About Bionanosurf

Institutional origin and mission

Bionanosurf is a consolidated research group recognised by the Regional Government of Aragón (DGA) and based at the Aragon Nanoscience and Materials Institute (INMA), the joint centre operated by CSIC and the University of Zaragoza. Over more than a decade, the group has advanced nanomedicine, surface chemistry, magnetic systems, biosensing, and translational technologies to address diagnostic and therapeutic challenges.

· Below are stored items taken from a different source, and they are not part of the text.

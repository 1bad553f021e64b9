//! # Configuration Primitives
//!
//! Fixed configuration keys and defaults for the federation.
//!
//! Keys are flat and dot-separated. TOML files are flattened into this shape
//! before they are read (see [`crate::properties::StoreProperties`]).

/// Prefix shared by every federation-level key.
pub const FEDERATION_PREFIX: &str = "fedgraph.federation";

/// Comma-separated list of constituent graph ids.
pub const GRAPH_IDS_KEY: &str = "fedgraph.federation.graphIds";

/// Write-target policy when an operation carries no graph selector
/// (`all` or `reject`).
pub const WRITE_POLICY_KEY: &str = "fedgraph.federation.writePolicy";

/// Upper bound on constituent graphs executed in parallel.
pub const MAX_PARALLELISM_KEY: &str = "fedgraph.federation.maxParallelism";

/// Per-graph key suffixes, appended to `fedgraph.federation.<graphId>`.
pub const SCHEMA_FILE_SUFFIX: &str = "schema.file";
pub const SCHEMA_ID_SUFFIX: &str = "schema.id";
pub const PROPERTIES_FILE_SUFFIX: &str = "properties.file";
pub const PROPERTIES_ID_SUFFIX: &str = "properties.id";

/// Store properties key naming the backend kind for the store factory.
pub const STORE_KIND_KEY: &str = "fedgraph.store.kind";

/// Store properties key holding the redb database path.
pub const REDB_PATH_KEY: &str = "fedgraph.store.redb.path";

/// Separator for multi-valued keys (graph ids, schema files).
pub const LIST_SEPARATOR: char = ',';

/// Build the full key for a per-graph setting.
#[must_use]
pub fn graph_key(graph_id: &str, suffix: &str) -> String {
    format!("{}.{}.{}", FEDERATION_PREFIX, graph_id, suffix)
}

/// Split a comma-separated value, trimming whitespace and dropping blanks.
pub fn split_list(value: &str) -> impl Iterator<Item = &str> {
    value
        .split(LIST_SEPARATOR)
        .map(str::trim)
        .filter(|s| !s.is_empty())
}

// =============================================================================
// TESTS
// =============================================================================

#[cfg(test)]
mod tests {
    use super::*;

    #[test]
    fn graph_key_shape() {
        assert_eq!(
            graph_key("mapGraph", SCHEMA_FILE_SUFFIX),
            "fedgraph.federation.mapGraph.schema.file"
        );
    }

    #[test]
    fn split_list_trims_and_drops_blanks() {
        let items: Vec<_> = split_list(" a, b ,,c ").collect();
        assert_eq!(items, vec!["a", "b", "c"]);
    }
}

Our laboratories combine chemists, physicists, biologists, and engineers who work side-by-side on the design of functional nanoparticles, their interaction with biological environments, and collaborations with clinical and industrial partners.

Scientific focus

A unified pipeline from molecular design to transfer

Our four axes—therapeutic nanoconjugates, magnetic nanoactuators, nanobiosensors, and quality & transfer—form a continuous pathway. We study how nanoparticles behave in complex environments, engineer their physical properties for function, and measure how nanoscale processes drive biological responses. This integrated approach lets us tackle infectious diseases, oncology, rare conditions, and advanced diagnostics while partnering with clinicians and industry to move promising ideas toward real-world applications.

People

A multidisciplinary team

The group brings together permanent researchers, postdoctoral scientists, doctoral students, technicians, project managers, and undergraduate trainees. Expertise spans nanomaterials synthesis, supramolecular chemistry, molecular biology, biophysics, magnetic characterisation, microscopy, microfabrication, and data analysis. Bionanosurf also collaborates with national and international partners in academia, hospitals, and industry through European projects, technology transfer initiatives, and clinical-oriented programmes.

How we work

Iterative experimentation anchored in quality

We combine experimental design, advanced characterisation, and biological assessment to iteratively refine materials and devices. Complementary techniques—from surface chemistry and spectroscopy to magnetic and optical measurements, cell models, and preclinical assays—help us understand how nanoscale properties influence therapeutic and diagnostic performance.

Reproducibility and quality are central to our work. The group develops shared protocols aligned with GLP/GMP principles and leverages INMA’s integrated infrastructure for materials processing, biological testing, and data workflows.

Impact

Why this research matters

Nanotechnology enables earlier disease detection, precise therapies, and deeper insight into biological mechanisms. By integrating materials science, physics, chemistry, and biomedicine, Bionanosurf aims to deliver technologies that improve diagnosis, contribute to personalised interventions, and support safer, more effective medical solutions.

Leadership

The group is led by Jesús Martínez de la Fuente, whose work focuses on functional nanoparticles, magnetic systems, and plasmonic biosensing for biomedical applications.

Research Highlights

Translating nanotechnology from concept to clinic

The group’s activity is organised into four axes that reflect a complete research pathway—from synthesis and biofunctionalisation to validation and transfer.

Axis A

Nanoconjugates & therapeutic delivery

Multifunctional nanoconjugates based on natural and synthetic polymers engineered to transport antibiotics, siRNA, antimicrobial peptides or inorganic nanoparticles. These systems target infections such as tuberculosis, as well as pancreatic and colon cancer and specific rare diseases.

Learn about controlled delivery

Axis B

Magnetic nanoactuators

Magnetic nanoparticles capable of generating heat under external fields to modulate enzymes, receptors and cellular pathways. These systems support controlled release, mechanobiological studies and remote actuation strategies relevant to oncology and biosensing.

View magnetic actuator studies

Axis C

Nanobiosensors

Lateral-flow and calorimetric biosensing platforms that use plasmonic nanoparticles to achieve femtomolar sensitivity. Applications include liquid biopsy approaches for early pancreatic cancer detection and point-of-care diagnostics for respiratory viruses such as SARS-CoV-2, influenza and RSV.

Dive into biosensing

Axis D

Quality & technology transfer

Protocols aligned with GLP/GMP principles and shared processes that connect INMA infrastructures, materials characterisation, biological testing and regulatory knowledge. These frameworks support the safe, efficient and reproducible transfer of nanoformulations and medical nanodevices.